=== PROBLEM STATEMENT ===
Where does the string "operation" occur in the entries below? Copy every line where it does.

==== DATA SECTION

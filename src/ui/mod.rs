pub mod colors;
pub mod interactive;
pub mod layout;
pub mod remote_view;

pub use interactive::run_interactive_ui;
pub use layout::{ButtonRect, RemoteLayout};
pub use remote_view::TerminalView;
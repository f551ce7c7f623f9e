//! The television model.
//!
//! A `Television` holds power, mute, channel and volume state. Channel and
//! volume are bounded registers that saturate at their limits; power and mute
//! are independent toggles. Every operation is total, so nothing here returns
//! a `Result`.

use crate::config::Config;
use crate::constants::{DEFAULT_CHANNEL, DEFAULT_VOLUME, MAX_CHANNEL, MAX_VOLUME};
use crate::remote::Command;
use std::fmt;

#[derive(Debug, Clone, PartialEq, Eq)]
pub struct Television {
    is_on: bool,
    is_muted: bool,
    channel: u32,
    volume: u32,
    max_channel: u32,
    max_volume: u32,
}

impl Television {
    /// Creates a television that is off, unmuted, on channel 0 at volume 0,
    /// with the default channel and volume limits.
    pub fn new() -> Self {
        Self::with_limits(MAX_CHANNEL, MAX_VOLUME)
    }

    /// Creates a television with custom upper bounds for channel and volume.
    pub fn with_limits(max_channel: u32, max_volume: u32) -> Self {
        Self {
            is_on: false,
            is_muted: false,
            channel: DEFAULT_CHANNEL.min(max_channel),
            volume: DEFAULT_VOLUME.min(max_volume),
            max_channel,
            max_volume,
        }
    }

    /// Creates a television from user settings.
    ///
    /// Start values outside the configured limits are clamped rather than
    /// rejected; `Config::validate` is where bad settings get reported.
    pub fn from_config(config: &Config) -> Self {
        let mut television = Self::with_limits(config.max_channel, config.max_volume);
        television.channel = config.initial_channel.min(config.max_channel);
        television.volume = config.initial_volume.min(config.max_volume);
        television
    }

    /// Toggles power. Channel, volume and mute are left as they are.
    pub fn power(&mut self) {
        self.is_on = !self.is_on;
    }

    /// Toggles mute.
    ///
    /// The power state is not checked, so a television that is off can still
    /// be muted and unmuted.
    pub fn mute(&mut self) {
        self.is_muted = !self.is_muted;
    }

    pub fn channel_up(&mut self) {
        if self.channel < self.max_channel {
            self.channel += 1;
        }
    }

    pub fn channel_down(&mut self) {
        self.channel = self.channel.saturating_sub(1);
    }

    pub fn volume_up(&mut self) {
        if self.volume < self.max_volume {
            self.volume += 1;
        }
    }

    pub fn volume_down(&mut self) {
        self.volume = self.volume.saturating_sub(1);
    }

    /// Runs the operation behind a remote button.
    pub fn apply(&mut self, command: Command) {
        match command {
            Command::Power => self.power(),
            Command::Mute => self.mute(),
            Command::ChannelUp => self.channel_up(),
            Command::ChannelDown => self.channel_down(),
            Command::VolumeUp => self.volume_up(),
            Command::VolumeDown => self.volume_down(),
        }
    }

    /// Renders all four fields, e.g. `Power: On, Muted: No, Channel: 5, Volume: 20`.
    pub fn status(&self) -> String {
        self.to_string()
    }

    pub fn is_on(&self) -> bool {
        self.is_on
    }

    pub fn is_muted(&self) -> bool {
        self.is_muted
    }

    pub fn channel(&self) -> u32 {
        self.channel
    }

    /// Stored volume level. Muting doesn't change it.
    pub fn volume(&self) -> u32 {
        self.volume
    }

    pub fn max_channel(&self) -> u32 {
        self.max_channel
    }

    pub fn max_volume(&self) -> u32 {
        self.max_volume
    }
}

impl Default for Television {
    fn default() -> Self {
        Self::new()
    }
}

impl fmt::Display for Television {
    fn fmt(&self, f: &mut fmt::Formatter<'_>) -> fmt::Result {
        write!(
            f,
            "Power: {}, Muted: {}, Channel: {}, Volume: {}",
            if self.is_on { "On" } else { "Off" },
            if self.is_muted { "Yes" } else { "No" },
            self.channel,
            self.volume
        )
    }
}
//! Terminal rendering of the remote
//!
//! Draws the six buttons, the status label and the key help footer with
//! crossterm commands. The first refresh, and the first one after
//! `invalidate`, clears the screen and draws everything. Later refreshes draw
//! the buttons over themselves and rewrite only the status row.

use super::colors::{
    border_fg, button_fg, footer_fg, muted_bg, power_on_bg, status_fg, status_off_fg, title_fg,
};
use super::layout::{ButtonRect, RemoteLayout};
use crate::error::AppError;
use crate::remote::{Command, StatusView};
use crate::television::Television;
use crossterm::{
    cursor::MoveTo,
    queue,
    style::{Attribute, Color, Print, ResetColor, SetAttribute, SetBackgroundColor, SetForegroundColor},
    terminal::{Clear, ClearType},
};
use std::io::Write;

const TITLE: &str = "TV REMOTE";
const FOOTER: &str = "p power  m mute  ↑↓ channel  ←→ volume  q quit";

/// Crossterm view writing to any `Write`, usually stdout
pub struct TerminalView<W: Write> {
    out: W,
    layout: RemoteLayout,
    needs_clear: bool,
}

impl<W: Write> TerminalView<W> {
    pub fn new(out: W, layout: RemoteLayout) -> Self {
        Self {
            out,
            layout,
            needs_clear: true,
        }
    }

    pub fn layout(&self) -> &RemoteLayout {
        &self.layout
    }

    pub fn into_inner(self) -> W {
        self.out
    }

    fn draw_button(&mut self, button: &ButtonRect, highlight: Option<Color>) -> Result<(), AppError> {
        let inner_width = button.width.saturating_sub(2) as usize;
        let horizontal = "─".repeat(inner_width);
        let label = format!("{:^inner_width$}", button.command.label());

        queue!(
            self.out,
            SetForegroundColor(border_fg()),
            MoveTo(button.column, button.row),
            Print(format!("┌{horizontal}┐")),
            MoveTo(button.column, button.row + 1),
            Print("│"),
        )?;

        if let Some(background) = highlight {
            queue!(self.out, SetBackgroundColor(background))?;
        }
        queue!(
            self.out,
            SetForegroundColor(button_fg()),
            SetAttribute(Attribute::Bold),
            Print(label),
            SetAttribute(Attribute::Reset),
            ResetColor,
            SetForegroundColor(border_fg()),
            Print("│"),
            MoveTo(button.column, button.row + button.height - 1),
            Print(format!("└{horizontal}┘")),
            ResetColor,
        )?;

        Ok(())
    }
}

/// Background for a button that reflects television state
fn highlight_for(command: Command, television: &Television) -> Option<Color> {
    match command {
        Command::Power if television.is_on() => Some(power_on_bg()),
        Command::Mute if television.is_muted() => Some(muted_bg()),
        _ => None,
    }
}

impl<W: Write> TerminalView<W> {
    /// Title and footer never change, so they are only drawn on a clean screen.
    fn draw_frame(&mut self) -> Result<(), AppError> {
        let origin_column = self.layout.origin_column();
        queue!(
            self.out,
            Clear(ClearType::All),
            MoveTo(origin_column, self.layout.title_row()),
            SetForegroundColor(title_fg()),
            SetAttribute(Attribute::Bold),
            Print(format!("{:^width$}", TITLE, width = self.layout.width() as usize)),
            SetAttribute(Attribute::Reset),
            ResetColor,
            MoveTo(origin_column, self.layout.footer_row()),
            SetForegroundColor(footer_fg()),
            Print(FOOTER),
            ResetColor,
        )?;
        Ok(())
    }
}

impl<W: Write> StatusView for TerminalView<W> {
    fn refresh(&mut self, television: &Television) -> Result<(), AppError> {
        if self.needs_clear {
            self.draw_frame()?;
        }

        let buttons = self.layout.buttons().to_vec();
        for button in &buttons {
            self.draw_button(button, highlight_for(button.command, television))?;
        }

        let status_color = if television.is_on() {
            status_fg()
        } else {
            status_off_fg()
        };
        queue!(
            self.out,
            MoveTo(0, self.layout.status_row()),
            Clear(ClearType::CurrentLine),
            MoveTo(self.layout.origin_column(), self.layout.status_row()),
            SetForegroundColor(status_color),
            Print(television.status()),
            ResetColor,
        )?;

        self.out.flush()?;
        self.needs_clear = false;
        Ok(())
    }

    fn invalidate(&mut self) {
        self.needs_clear = true;
    }
}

========

=== WRITTEN ANSWER ===
//! are independent toggles. Every operation is total, so nothing here returns
    /// Runs the operation behind a remote button.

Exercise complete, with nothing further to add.